De Masi, da convinto ottimista, vede però nel lavoro immateriale non tanto una perdita, quanto un’occasione propizia per dare maggior spazio a quella straordinaria qualità umana finora repressa dal lavoro fisico: la creatività. È la grande sfida del terzo millennio, sviluppare il pensiero laterale, la creatività umana, forse la più grande ricchezza ancora non sfruttata appieno.

Ecco allora i voluminosi studi pubblicati da De Masi che ne dimostrano le possibilità concrete, da L’emozione e la regola (Laterza, 1990) a La fantasia e la concretezza (Rizzoli, 2003). Qui lo studioso mette in luce, con un lampo di genialità, l’opposto del lavoro: l’ozio (L’ozio creativo, Ediesse, 1995 e Una semplice rivoluzione, Rizzoli 2016).

L’otium latino come il contrario di negotium, l’attività pubblica, economicamente produttiva che si svolge fuori casa, non è, come si pensa, l’assenza di ogni attività, bensì la possibilità di dedicarsi a ciò che dà soddisfazione, a ciò che si crea per sé. Anche se l’otium è legato al privato, non significa che non abbia effetti sull’intera società. Così come la creatività produce effetti benefici di cui tutti possono godere.

Considerata la fine del lavoro o comunque la sua drastica riduzione, De Masi propone una società in cui l’otium abbia una precisa funzione sociale generativa di un valore aggiunto. Lo afferma provocatoriamente in Lavorare gratis, lavorare tutti. Perché il futuro è dei disoccupati (Rizzoli, 2017), andando a ipotizzare le conseguenze a medio termine: Lavoro 2025. Il futuro dell’occupazione (o della disoccupazione), Marsilio 2017.

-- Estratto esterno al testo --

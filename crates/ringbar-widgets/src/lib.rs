//! Widgets for ringbar.
//!
//! - [`ProgressRing`]: a circular progress indicator that animates toward a
//!   target percent and can be hidden and shown
//! - [`RingView`]: the rendering surface a ring drives, with
//!   [`RecordingView`] as a native implementation
//! - [`RingStyle`]: geometry, colors, and defaults, loadable from TOML

mod error;
mod progress_ring;
mod style;
mod view;

pub use error::RingError;
pub use progress_ring::{display_percent, AnimateOptions, ProgressRing, RingState};
pub use style::{RingStyle, RingStyleFile};
pub use view::{paint_ring, RecordingView, RingView};
//! Error types for ring construction and styling.

use ringbar_core::ColorParseError;
use thiserror::Error;

/// Errors that can occur while styling or mounting a ring.
#[derive(Debug, Error)]
pub enum RingError {
    /// The view could not be attached to its container.
    #[error("failed to mount ring: {0}")]
    Mount(String),

    /// The style file is not valid TOML for a ring style.
    #[error("invalid ring style file: {0}")]
    Style(#[from] toml::de::Error),

    /// A color in the style is not a hex color.
    #[error("invalid ring color: {0}")]
    Color(#[from] ColorParseError),

    /// A style value is out of range.
    #[error("invalid ring style: {0}")]
    InvalidStyle(String),
}

#[cfg(test)]
mod tests {
    use super::*;

    #[test]
    fn test_mount_error_display() {
        let err = RingError::Mount("no container".into());
        assert_eq!(err.to_string(), "failed to mount ring: no container");
    }

    #[test]
    fn test_color_error_from() {
        let err: RingError = ColorParseError::InvalidLength.into();
        assert!(matches!(err, RingError::Color(ColorParseError::InvalidLength)));
        assert!(err.to_string().contains("expected 6 or 8"));
    }
}
//! Simulated monotonic clock.

use ringbar_core::Clock;
use std::cell::Cell;

/// A clock that only moves when told to.
#[derive(Debug, Default)]
pub struct ManualClock {
    now: Cell<f64>,
}

impl ManualClock {
    /// Create a clock reading `start` milliseconds.
    #[must_use]
    pub fn new(start: f64) -> Self {
        Self {
            now: Cell::new(start),
        }
    }

    /// Move the clock forward by `millis`.
    ///
    /// # Panics
    ///
    /// Panics if `millis` is negative; the clock is monotonic.
    pub fn advance(&self, millis: f64) {
        assert!(millis >= 0.0, "clock cannot move backwards ({millis}ms)");
        self.now.set(self.now.get() + millis);
    }

    /// Jump to an absolute time.
    ///
    /// # Panics
    ///
    /// Panics if `millis` is earlier than the current reading.
    pub fn set(&self, millis: f64) {
        assert!(
            millis >= self.now.get(),
            "clock cannot move backwards ({} -> {millis})",
            self.now.get()
        );
        self.now.set(millis);
    }
}

impl Clock for ManualClock {
    fn now(&self) -> f64 {
        self.now.get()
    }
}

#[cfg(test)]
mod tests {
    use super::*;

    #[test]
    fn test_manual_clock_moves_forward() {
        let clock = ManualClock::new(10.0);
        assert_eq!(clock.now(), 10.0);
        clock.advance(5.5);
        assert_eq!(clock.now(), 15.5);
        clock.set(100.0);
        assert_eq!(clock.now(), 100.0);
    }

    #[test]
    #[should_panic(expected = "clock cannot move backwards")]
    fn test_manual_clock_rejects_rewind() {
        let clock = ManualClock::new(10.0);
        clock.set(5.0);
    }
}
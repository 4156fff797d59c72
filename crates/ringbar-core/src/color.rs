//! Color representation for ring styling.

use serde::{Deserialize, Serialize};
use thiserror::Error;

/// RGBA color with values in the range [0.0, 1.0].
#[derive(Debug, Clone, Copy, PartialEq, Serialize, Deserialize)]
pub struct Color {
    /// Red component [0.0, 1.0]
    pub r: f32,
    /// Green component [0.0, 1.0]
    pub g: f32,
    /// Blue component [0.0, 1.0]
    pub b: f32,
    /// Alpha component [0.0, 1.0]
    pub a: f32,
}

impl Color {
    /// Black
    pub const BLACK: Self = Self {
        r: 0.0,
        g: 0.0,
        b: 0.0,
        a: 1.0,
    };

    /// White
    pub const WHITE: Self = Self {
        r: 1.0,
        g: 1.0,
        b: 1.0,
        a: 1.0,
    };

    /// Create a new color, clamping values to [0.0, 1.0].
    #[must_use]
    pub fn new(r: f32, g: f32, b: f32, a: f32) -> Self {
        Self {
            r: r.clamp(0.0, 1.0),
            g: g.clamp(0.0, 1.0),
            b: b.clamp(0.0, 1.0),
            a: a.clamp(0.0, 1.0),
        }
    }

    /// Create an opaque color from RGB values.
    #[must_use]
    pub fn rgb(r: f32, g: f32, b: f32) -> Self {
        Self::new(r, g, b, 1.0)
    }

    /// Parse a hex color string (e.g., "#ff0000" or "ff0000").
    ///
    /// Supports 6-character RGB and 8-character RGBA formats.
    pub fn from_hex(hex: &str) -> Result<Self, ColorParseError> {
        let hex = hex.trim().trim_start_matches('#');
        if !hex.is_ascii() {
            return Err(ColorParseError::InvalidHex);
        }

        let channel = |i: usize| {
            u8::from_str_radix(&hex[i..i + 2], 16)
                .map(|v| f32::from(v) / 255.0)
                .map_err(|_| ColorParseError::InvalidHex)
        };

        match hex.len() {
            6 => Ok(Self::rgb(channel(0)?, channel(2)?, channel(4)?)),
            8 => Ok(Self::new(channel(0)?, channel(2)?, channel(4)?, channel(6)?)),
            _ => Err(ColorParseError::InvalidLength),
        }
    }

    /// Convert to hex string (RGB only).
    #[must_use]
    pub fn to_hex(&self) -> String {
        format!(
            "#{:02x}{:02x}{:02x}",
            (self.r * 255.0).round() as u8,
            (self.g * 255.0).round() as u8,
            (self.b * 255.0).round() as u8
        )
    }

    /// CSS color value, e.g. `rgba(0, 91, 255, 1)`.
    #[must_use]
    pub fn to_css(&self) -> String {
        format!(
            "rgba({}, {}, {}, {})",
            (self.r * 255.0).round() as u8,
            (self.g * 255.0).round() as u8,
            (self.b * 255.0).round() as u8,
            self.a
        )
    }
}

impl Default for Color {
    fn default() -> Self {
        Self::BLACK
    }
}

/// Error parsing a hex color string.
#[derive(Debug, Clone, Copy, PartialEq, Eq, Error)]
pub enum ColorParseError {
    /// Invalid hex characters
    #[error("invalid hex characters")]
    InvalidHex,
    /// Invalid string length
    #[error("invalid hex string length (expected 6 or 8)")]
    InvalidLength,
}
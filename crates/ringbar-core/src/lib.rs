//! Core types for the ringbar progress indicator.
//!
//! This crate provides:
//! - The animation driver: [`Animator`], [`AnimationRun`], and the host
//!   capabilities it runs on, [`Clock`] and [`FrameScheduler`]
//! - Error kinds raised when an animation is requested: [`AnimationError`]
//! - Rendering primitives: [`Color`], [`Point`], [`Canvas`], [`DrawCommand`]

mod animation;
mod canvas;
mod color;
pub mod draw;
mod error;
mod geometry;

pub use animation::{
    fraction_at, round_fraction, AnimationDuration, AnimationRun, Animator, Clock,
    CompletionCallback, FrameCallback, FrameOutcome, FrameScheduler,
};
pub use canvas::{Canvas, FontWeight, RecordingCanvas, TextStyle};
pub use color::{Color, ColorParseError};
pub use draw::{DrawCommand, LineCap, StrokeStyle};
pub use error::AnimationError;
pub use geometry::Point;
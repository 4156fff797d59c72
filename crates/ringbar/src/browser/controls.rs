//! Button state and input parsing for the demo page.
//!
//! Kept free of DOM types so the page logic can be tested natively.

use ringbar_core::AnimationError;

/// Parse the percent typed into the page's input.
///
/// Accepts a number in 0..=100 surrounded by optional whitespace. An empty
/// input is rejected rather than read as 0.
pub fn parse_percent(input: &str) -> Result<f64, AnimationError> {
    let trimmed = input.trim();
    let value: f64 = trimmed
        .parse()
        .map_err(|_| AnimationError::invalid(format!("percent {input:?} is not a number")))?;
    if (0.0..=100.0).contains(&value) {
        Ok(value)
    } else {
        Err(AnimationError::invalid(format!(
            "percent must be between 0 and 100, got {trimmed}"
        )))
    }
}

/// Which demo buttons are enabled.
#[derive(Debug, Clone, Copy, PartialEq, Eq)]
pub struct Controls {
    /// Start-animation button
    pub start_enabled: bool,
    /// Hide button
    pub hide_enabled: bool,
    /// Unhide button
    pub unhide_enabled: bool,
}

impl Default for Controls {
    fn default() -> Self {
        Self {
            start_enabled: true,
            hide_enabled: true,
            unhide_enabled: false,
        }
    }
}

impl Controls {
    /// A run was accepted: block further starts until it ends.
    pub fn animation_started(&mut self) {
        self.start_enabled = false;
    }

    /// The run completed.
    pub fn animation_ended(&mut self) {
        self.start_enabled = true;
    }

    /// The ring was hidden.
    pub fn hidden(&mut self) {
        self.hide_enabled = false;
        self.unhide_enabled = true;
    }

    /// The ring was shown again.
    pub fn shown(&mut self) {
        self.hide_enabled = true;
        self.unhide_enabled = false;
    }
}
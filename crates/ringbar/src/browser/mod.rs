//! Browser runtime for ringbar.
//!
//! Bridges the animation driver and the ring widget to the browser: the
//! clock is `performance.now()`, frames come from `requestAnimationFrame`,
//! and the ring renders as inline SVG.

// WASM-only modules
#[cfg(target_arch = "wasm32")]
pub mod app;
#[cfg(target_arch = "wasm32")]
pub mod clock;
#[cfg(target_arch = "wasm32")]
pub mod frame;
#[cfg(target_arch = "wasm32")]
pub mod logger;
#[cfg(target_arch = "wasm32")]
pub mod svg;

// Cross-platform modules
pub mod controls;

#[cfg(target_arch = "wasm32")]
pub use app::DemoApp;
#[cfg(target_arch = "wasm32")]
pub use clock::PerformanceClock;
#[cfg(target_arch = "wasm32")]
pub use frame::RafScheduler;
#[cfg(target_arch = "wasm32")]
pub use logger::ConsoleLogger;
#[cfg(target_arch = "wasm32")]
pub use svg::SvgRingView;
pub use controls::{parse_percent, Controls};
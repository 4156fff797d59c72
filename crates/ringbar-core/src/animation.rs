//! Time-driven animation runs.
//!
//! An [`Animator`] converts time read from a [`Clock`] into a progress
//! fraction in `[0, 1]` and keeps re-queueing itself on a
//! [`FrameScheduler`] until that fraction reaches 1. Both host capabilities
//! are injected, so a run can be driven by `requestAnimationFrame` in a
//! browser or by a simulated clock in tests.

use crate::error::AnimationError;
use log::{debug, error, trace};
use std::cell::RefCell;
use std::fmt;
use std::rc::Rc;
use std::str::FromStr;

// =============================================================================
// Host capabilities
// =============================================================================

/// Monotonic time source, in milliseconds.
pub trait Clock {
    /// Current time in milliseconds. Must never decrease.
    fn now(&self) -> f64;
}

/// A callback to run on the next presented frame.
pub type FrameCallback = Box<dyn FnOnce()>;

/// Invoked once when a run finishes.
pub type CompletionCallback = Box<dyn FnOnce()>;

/// Host primitive that runs a callback once per display refresh.
///
/// Callbacks execute one at a time on the calling thread. An implementation
/// must never run two frame callbacks concurrently.
pub trait FrameScheduler {
    /// Queue `frame` for the next display refresh.
    ///
    /// On error the frame is dropped and will never run.
    fn schedule_frame(&self, frame: FrameCallback) -> Result<(), AnimationError>;
}

// =============================================================================
// AnimationDuration
// =============================================================================

/// A validated run length: positive and finite, in milliseconds.
#[derive(Debug, Clone, Copy, PartialEq, PartialOrd)]
pub struct AnimationDuration(f64);

impl AnimationDuration {
    /// Validate a duration given in milliseconds.
    pub fn from_millis(millis: f64) -> Result<Self, AnimationError> {
        if millis.is_finite() && millis > 0.0 {
            Ok(Self(millis))
        } else {
            Err(AnimationError::invalid(format!(
                "duration must be a positive number of milliseconds, got {millis}"
            )))
        }
    }

    /// Length in milliseconds.
    #[must_use]
    pub const fn as_millis(self) -> f64 {
        self.0
    }
}

impl FromStr for AnimationDuration {
    type Err = AnimationError;

    fn from_str(s: &str) -> Result<Self, Self::Err> {
        let millis: f64 = s
            .trim()
            .parse()
            .map_err(|_| AnimationError::invalid(format!("duration {s:?} is not a number")))?;
        Self::from_millis(millis)
    }
}

impl fmt::Display for AnimationDuration {
    fn fmt(&self, f: &mut fmt::Formatter<'_>) -> fmt::Result {
        write!(f, "{}ms", self.0)
    }
}

// =============================================================================
// Fraction math
// =============================================================================

const FRACTION_SCALE: f64 = 10_000.0;

/// Round a fraction to 4 decimal places.
///
/// Keeps float jitter from flipping the completion check between frames.
#[must_use]
pub fn round_fraction(value: f64) -> f64 {
    (value * FRACTION_SCALE).round() / FRACTION_SCALE
}

/// Progress fraction after `elapsed` milliseconds of a run lasting `duration`.
///
/// Not clamped: values above 1 mean the run is overdue.
#[must_use]
pub fn fraction_at(elapsed: f64, duration: AnimationDuration) -> f64 {
    round_fraction(elapsed.max(0.0) / duration.as_millis())
}

// =============================================================================
// AnimationRun
// =============================================================================

/// Outcome of advancing a run by one frame.
pub enum FrameOutcome {
    /// Another frame is needed.
    Continue,
    /// The run delivered 1. Carries the completion callback the first time.
    Finished(Option<CompletionCallback>),
}

impl FrameOutcome {
    /// Whether the run is done.
    #[must_use]
    pub const fn is_finished(&self) -> bool {
        matches!(self, Self::Finished(_))
    }
}

impl fmt::Debug for FrameOutcome {
    fn fmt(&self, f: &mut fmt::Formatter<'_>) -> fmt::Result {
        match self {
            Self::Continue => f.write_str("Continue"),
            Self::Finished(cb) => f
                .debug_tuple("Finished")
                .field(&cb.as_ref().map(|_| "on_complete"))
                .finish(),
        }
    }
}

/// One in-flight animation.
///
/// The first frame always reports exactly 0, whatever time passed between
/// scheduling and the first paint.
pub struct AnimationRun {
    start_time: f64,
    duration: AnimationDuration,
    first_frame: bool,
    finished: bool,
    on_progress: Box<dyn FnMut(f64)>,
    on_complete: Option<CompletionCallback>,
}

impl AnimationRun {
    /// Create a run that started at `start_time` (clock milliseconds).
    pub fn new<P>(
        start_time: f64,
        duration: AnimationDuration,
        on_progress: P,
        on_complete: Option<CompletionCallback>,
    ) -> Self
    where
        P: FnMut(f64) + 'static,
    {
        Self {
            start_time,
            duration,
            first_frame: true,
            finished: false,
            on_progress: Box::new(on_progress),
            on_complete,
        }
    }

    /// Clock time the run started at.
    #[must_use]
    pub const fn start_time(&self) -> f64 {
        self.start_time
    }

    /// Length of the run.
    #[must_use]
    pub const fn duration(&self) -> AnimationDuration {
        self.duration
    }

    /// True until the first frame has executed.
    #[must_use]
    pub const fn is_first_frame(&self) -> bool {
        self.first_frame
    }

    /// Whether the run has already delivered 1.
    #[must_use]
    pub const fn is_finished(&self) -> bool {
        self.finished
    }

    /// Execute one frame at clock time `now`.
    ///
    /// A fraction of 1 or more completes the run: `on_progress(1.0)` is
    /// delivered and the completion callback is handed back to the caller
    /// so it can be invoked outside any borrow of the run. Advancing a
    /// finished run is a no-op.
    pub fn advance(&mut self, now: f64) -> FrameOutcome {
        if self.finished {
            return FrameOutcome::Finished(None);
        }

        let fraction = if self.first_frame {
            self.first_frame = false;
            0.0
        } else {
            fraction_at(now - self.start_time, self.duration)
        };
        trace!("animation frame at {now}: fraction {fraction}");

        if fraction >= 1.0 {
            self.finished = true;
            (self.on_progress)(1.0);
            FrameOutcome::Finished(self.on_complete.take())
        } else {
            (self.on_progress)(fraction);
            FrameOutcome::Continue
        }
    }

    /// Jump to the end: deliver `on_progress(1.0)` and hand back the
    /// completion callback. Used when no further frame can be queued.
    ///
    /// Returns `None` for a run that already finished.
    pub fn finish(&mut self) -> Option<CompletionCallback> {
        if self.finished {
            return None;
        }
        self.finished = true;
        self.first_frame = false;
        (self.on_progress)(1.0);
        self.on_complete.take()
    }
}

impl fmt::Debug for AnimationRun {
    fn fmt(&self, f: &mut fmt::Formatter<'_>) -> fmt::Result {
        f.debug_struct("AnimationRun")
            .field("start_time", &self.start_time)
            .field("duration", &self.duration)
            .field("first_frame", &self.first_frame)
            .field("finished", &self.finished)
            .field("has_on_complete", &self.on_complete.is_some())
            .finish_non_exhaustive()
    }
}

// =============================================================================
// Animator
// =============================================================================

/// Starts runs against an injected clock and frame scheduler.
///
/// There is no cancellation: once started, a run proceeds until it delivers
/// 1 and fires its completion callback.
#[derive(Clone)]
pub struct Animator {
    clock: Rc<dyn Clock>,
    scheduler: Rc<dyn FrameScheduler>,
}

impl Animator {
    /// Create an animator over the given host capabilities.
    pub fn new(clock: Rc<dyn Clock>, scheduler: Rc<dyn FrameScheduler>) -> Self {
        Self { clock, scheduler }
    }

    /// Current clock time in milliseconds.
    #[must_use]
    pub fn now(&self) -> f64 {
        self.clock.now()
    }

    /// Validate `duration_ms` and start a run.
    ///
    /// Returns [`AnimationError::InvalidArgument`] without scheduling
    /// anything if the duration is not a positive finite number, and
    /// [`AnimationError::SchedulerUnavailable`] if the first frame could not
    /// be queued.
    pub fn run<P>(
        &self,
        duration_ms: f64,
        on_progress: P,
        on_complete: Option<CompletionCallback>,
    ) -> Result<(), AnimationError>
    where
        P: FnMut(f64) + 'static,
    {
        let duration = AnimationDuration::from_millis(duration_ms)?;
        self.start(duration, on_progress, on_complete)
    }

    /// Start a run with an already validated duration.
    ///
    /// Captures the start time and queues the first frame; returns
    /// immediately. If the first frame cannot be queued the run is dropped
    /// and none of its callbacks ever fire.
    pub fn start<P>(
        &self,
        duration: AnimationDuration,
        on_progress: P,
        on_complete: Option<CompletionCallback>,
    ) -> Result<(), AnimationError>
    where
        P: FnMut(f64) + 'static,
    {
        let run = AnimationRun::new(self.clock.now(), duration, on_progress, on_complete);
        let start_time = run.start_time();
        schedule_next(
            Rc::new(RefCell::new(run)),
            Rc::clone(&self.clock),
            Rc::clone(&self.scheduler),
        )?;
        debug!("animation run started: {duration} from t={start_time}");
        Ok(())
    }
}

impl fmt::Debug for Animator {
    fn fmt(&self, f: &mut fmt::Formatter<'_>) -> fmt::Result {
        f.debug_struct("Animator").finish_non_exhaustive()
    }
}

fn schedule_next(
    run: Rc<RefCell<AnimationRun>>,
    clock: Rc<dyn Clock>,
    scheduler: Rc<dyn FrameScheduler>,
) -> Result<(), AnimationError> {
    let next = Rc::clone(&scheduler);
    scheduler.schedule_frame(Box::new(move || {
        let outcome = run.borrow_mut().advance(clock.now());
        let on_complete = match outcome {
            FrameOutcome::Continue => {
                let Err(e) = schedule_next(Rc::clone(&run), Rc::clone(&clock), next) else {
                    return;
                };
                error!("animation run cut short: {e}");
                run.borrow_mut().finish()
            }
            FrameOutcome::Finished(on_complete) => {
                debug!("animation run finished at t={}", clock.now());
                on_complete
            }
        };
        if let Some(on_complete) = on_complete {
            on_complete();
        }
    }))
}
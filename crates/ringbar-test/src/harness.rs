//! Clock and scheduler bundled for frame-by-frame tests.

use crate::{ManualClock, ManualScheduler};
use ringbar_core::{Animator, Clock};
use std::rc::Rc;

/// A simulated host: one [`ManualClock`] and one [`ManualScheduler`].
#[derive(Debug, Default)]
pub struct FrameHarness {
    clock: Rc<ManualClock>,
    scheduler: Rc<ManualScheduler>,
}

impl FrameHarness {
    /// Create a harness with the clock at 0ms and no pending frames.
    #[must_use]
    pub fn new() -> Self {
        Self::default()
    }

    /// Create a harness with the clock at `start` milliseconds.
    #[must_use]
    pub fn starting_at(start: f64) -> Self {
        Self {
            clock: Rc::new(ManualClock::new(start)),
            scheduler: Rc::new(ManualScheduler::new()),
        }
    }

    /// An animator bound to this harness's clock and scheduler.
    #[must_use]
    pub fn animator(&self) -> Animator {
        Animator::new(self.clock.clone(), self.scheduler.clone())
    }

    /// The simulated clock.
    #[must_use]
    pub fn clock(&self) -> &ManualClock {
        &self.clock
    }

    /// The simulated scheduler.
    #[must_use]
    pub fn scheduler(&self) -> &ManualScheduler {
        &self.scheduler
    }

    /// Current simulated time.
    #[must_use]
    pub fn now(&self) -> f64 {
        self.clock.now()
    }

    /// Whether no frame is pending.
    #[must_use]
    pub fn is_idle(&self) -> bool {
        self.scheduler.is_idle()
    }

    /// Present a frame at the current time.
    pub fn frame(&self) -> usize {
        self.scheduler.present_frame()
    }

    /// Jump the clock to `millis` and present a frame.
    pub fn frame_at(&self, millis: f64) -> usize {
        self.clock.set(millis);
        self.frame()
    }

    /// Advance the clock by `millis` and present a frame.
    pub fn advance(&self, millis: f64) -> usize {
        self.clock.advance(millis);
        self.frame()
    }

    /// Present frames every `interval` milliseconds until nothing is
    /// pending or `max_frames` frames have run.
    ///
    /// The first frame runs at the current time. Returns the number of
    /// frames presented.
    pub fn run_until_idle(&self, interval: f64, max_frames: usize) -> usize {
        let mut presented = 0;
        while !self.is_idle() && presented < max_frames {
            if presented > 0 {
                self.clock.advance(interval);
            }
            self.frame();
            presented += 1;
        }
        presented
    }
}

#[cfg(test)]
mod tests {
    use super::*;
    use std::cell::RefCell;

    #[test]
    fn test_harness_starting_at() {
        let harness = FrameHarness::starting_at(250.0);
        assert_eq!(harness.now(), 250.0);
        assert!(harness.is_idle());
    }

    #[test]
    fn test_run_until_idle_drives_run() {
        let harness = FrameHarness::new();
        let seen = Rc::new(RefCell::new(Vec::new()));
        let sink = Rc::clone(&seen);
        harness
            .animator()
            .run(100.0, move |f| sink.borrow_mut().push(f), None)
            .expect("run");

        let frames = harness.run_until_idle(25.0, 100);
        assert_eq!(frames, 5);
        assert_eq!(*seen.borrow(), vec![0.0, 0.25, 0.5, 0.75, 1.0]);
        assert_eq!(harness.now(), 100.0);
    }

    #[test]
    fn test_run_until_idle_respects_limit() {
        let harness = FrameHarness::new();
        harness.animator().run(1000.0, |_| {}, None).expect("run");
        assert_eq!(harness.run_until_idle(1.0, 3), 3);
        assert!(!harness.is_idle());
    }

    #[test]
    fn test_advance_presents_frame() {
        let harness = FrameHarness::new();
        harness.animator().run(10.0, |_| {}, None).expect("run");
        assert_eq!(harness.advance(5.0), 1);
        assert_eq!(harness.now(), 5.0);
        assert_eq!(harness.scheduler().frames_presented(), 1);
    }
}
//! Ringbar: an animated circular progress indicator.
//!
//! # Browser Usage (WASM)
//!
//! ```javascript
//! import init, { DemoApp } from './ringbar.js';
//!
//! async function main() {
//!     await init();
//!     const app = new DemoApp();
//! }
//! ```
//!
//! The page provides `.wrapper`, `.input-percent`, `.btn-animate-start`,
//! `.btn-hidden` and `.btn-unhidden`; [`DemoApp`](browser::DemoApp) mounts
//! the ring into the wrapper and wires the buttons.

#![allow(
    clippy::doc_markdown,
    clippy::missing_const_for_fn,
    clippy::needless_pass_by_value
)]

pub use ringbar_core::*;
pub use ringbar_widgets as widgets;
pub use ringbar_widgets::{AnimateOptions, ProgressRing, RecordingView, RingStyle, RingView};

pub mod browser;

#[cfg(target_arch = "wasm32")]
pub use browser::{ConsoleLogger, DemoApp, PerformanceClock, RafScheduler, SvgRingView};

pub use browser::{parse_percent, Controls};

Al momento della pandemia De Masi ha agevolmente dimostrato la concretezza delle sue teorizzazioni sostenendo l’utilità del lavoro a distanza, pur con le dovute cautele (Smart working, Marsilio, 2020).

L’ultimo suo libro si intitola La felicità negata (Einaudi, 2022), dove si interroga sull’aumento delle disuguaglianze. De Masi mette sinteticamente a confronto la Scuola di Francoforte, che propone un marxismo sfrondato dal dominio dell’economia sulla sovrastruttura culturale, e la Scuola neoliberista di Vienna, osservando tristemente come abbia prevalso la seconda. Un moto di pessimismo in un sociologo che ha fatto dell’ottimismo, della creatività e del pensiero critico la sua ragione di vita.